§ Source records
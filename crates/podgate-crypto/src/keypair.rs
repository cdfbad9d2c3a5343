use ed25519_dalek::{Signer, SigningKey};
use rand::rngs::OsRng;
use zeroize::Zeroizing;

use podgate_core::tx::StdSignature;
use podgate_core::types::{Address, PubKey, SignatureBytes};

use crate::hash::{address_from_pubkey, signing_digest};

/// A podgate keypair: an Ed25519 signing key with its derived [`Address`].
///
/// The signing key wipes its memory on drop (dalek's zeroize support); seeds
/// passing through [`KeyPair::from_seed`] are wrapped in `Zeroizing` so the
/// intermediate copy is wiped too.
pub struct KeyPair {
    pub address: Address,
    signing: SigningKey,
}

impl KeyPair {
    /// Generate a fresh keypair from the OS RNG. Never called inside
    /// Check/Deliver; key generation is a client/tooling concern.
    pub fn generate() -> Self {
        let signing = SigningKey::generate(&mut OsRng);
        Self::from_signing_key(signing)
    }

    /// Deterministic keypair from a 32-byte seed (tests, genesis tooling).
    pub fn from_seed(seed: [u8; 32]) -> Self {
        let seed = Zeroizing::new(seed);
        Self::from_signing_key(SigningKey::from_bytes(&seed))
    }

    fn from_signing_key(signing: SigningKey) -> Self {
        let address = address_from_pubkey(signing.verifying_key().as_bytes());
        Self { address, signing }
    }

    pub fn pubkey(&self) -> PubKey {
        PubKey(self.signing.verifying_key().to_bytes().to_vec())
    }

    /// Sign a prepared digest.
    pub fn sign(&self, digest: &[u8]) -> SignatureBytes {
        SignatureBytes(self.signing.sign(digest).to_bytes().to_vec())
    }

    /// Build a complete [`StdSignature`] over a message encoding.
    pub fn sign_msg(&self, chain_id: &str, nonce: u64, msg_bytes: &[u8]) -> StdSignature {
        let digest = signing_digest(chain_id, nonce, msg_bytes);
        StdSignature {
            pubkey: self.pubkey(),
            nonce,
            signature: self.sign(&digest),
        }
    }
}

impl std::fmt::Debug for KeyPair {
    fn fmt(&self, f: &mut std::fmt::Formatter<'_>) -> std::fmt::Result {
        write!(f, "KeyPair {{ address: {:?} }}", self.address)
    }
}
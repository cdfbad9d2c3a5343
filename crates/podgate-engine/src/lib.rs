pub mod engine;
pub mod fee;
pub mod query;
pub mod router;
pub mod sigs;
pub mod stack;

pub use engine::{TxEngine, TxResult};
pub use fee::FeeDecorator;
pub use query::{IdEncoder, QueryResult, QueryRouter};
pub use router::Router;
pub use sigs::SignatureDecorator;
pub use stack::Stack;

§ Description of the task
Set down all of the entries again, keeping every line exactly as it is.

§ Completed task
filename crates/podgate-crypto/src/keypair.rs
repository cdfbad9d2c3a5343
use ed25519_dalek::{Signer, SigningKey};
use rand::rngs::OsRng;
use zeroize::Zeroizing;

use podgate_core::tx::StdSignature;
use podgate_core::types::{Address, PubKey, SignatureBytes};

use crate::hash::{address_from_pubkey, signing_digest};

/// A podgate keypair: an Ed25519 signing key with its derived [`Address`].
///
/// The signing key wipes its memory on drop (dalek's zeroize support); seeds
/// passing through [`KeyPair::from_seed`] are wrapped in `Zeroizing` so the
/// intermediate copy is wiped too.
pub struct KeyPair {
    pub address: Address,
    signing: SigningKey,
}

impl KeyPair {
    /// Generate a fresh keypair from the OS RNG. Never called inside
    /// Check/Deliver; key generation is a client/tooling concern.
    pub fn generate() -> Self {
        let signing = SigningKey::generate(&mut OsRng);
        Self::from_signing_key(signing)
    }

    /// Deterministic keypair from a 32-byte seed (tests, genesis tooling).
    pub fn from_seed(seed: [u8; 32]) -> Self {
        let seed = Zeroizing::new(seed);
        Self::from_signing_key(SigningKey::from_bytes(&seed))
    }

    fn from_signing_key(signing: SigningKey) -> Self {
        let address = address_from_pubkey(signing.verifying_key().as_bytes());
        Self { address, signing }
    }

    pub fn pubkey(&self) -> PubKey {
        PubKey(self.signing.verifying_key().to_bytes().to_vec())
    }

    /// Sign a prepared digest.
    pub fn sign(&self, digest: &[u8]) -> SignatureBytes {
        SignatureBytes(self.signing.sign(digest).to_bytes().to_vec())
    }

    /// Build a complete [`StdSignature`] over a message encoding.
    pub fn sign_msg(&self, chain_id: &str, nonce: u64, msg_bytes: &[u8]) -> StdSignature {
        let digest = signing_digest(chain_id, nonce, msg_bytes);
        StdSignature {
            pubkey: self.pubkey(),
            nonce,
            signature: self.sign(&digest),
        }
    }
}

impl std::fmt::Debug for KeyPair {
    fn fmt(&self, f: &mut std::fmt::Formatter<'_>) -> std::fmt::Result {
        write!(f, "KeyPair {{ address: {:?} }}", self.address)
    }
}
repository cdfbad9d2c3a5343
filename crates/podgate-engine/src/lib.rs
pub mod engine;
pub mod fee;
pub mod query;
pub mod router;
pub mod sigs;
pub mod stack;

pub use engine::{TxEngine, TxResult};
pub use fee::FeeDecorator;
pub use query::{IdEncoder, QueryResult, QueryRouter};
pub use router::Router;
pub use sigs::SignatureDecorator;
pub use stack::Stack;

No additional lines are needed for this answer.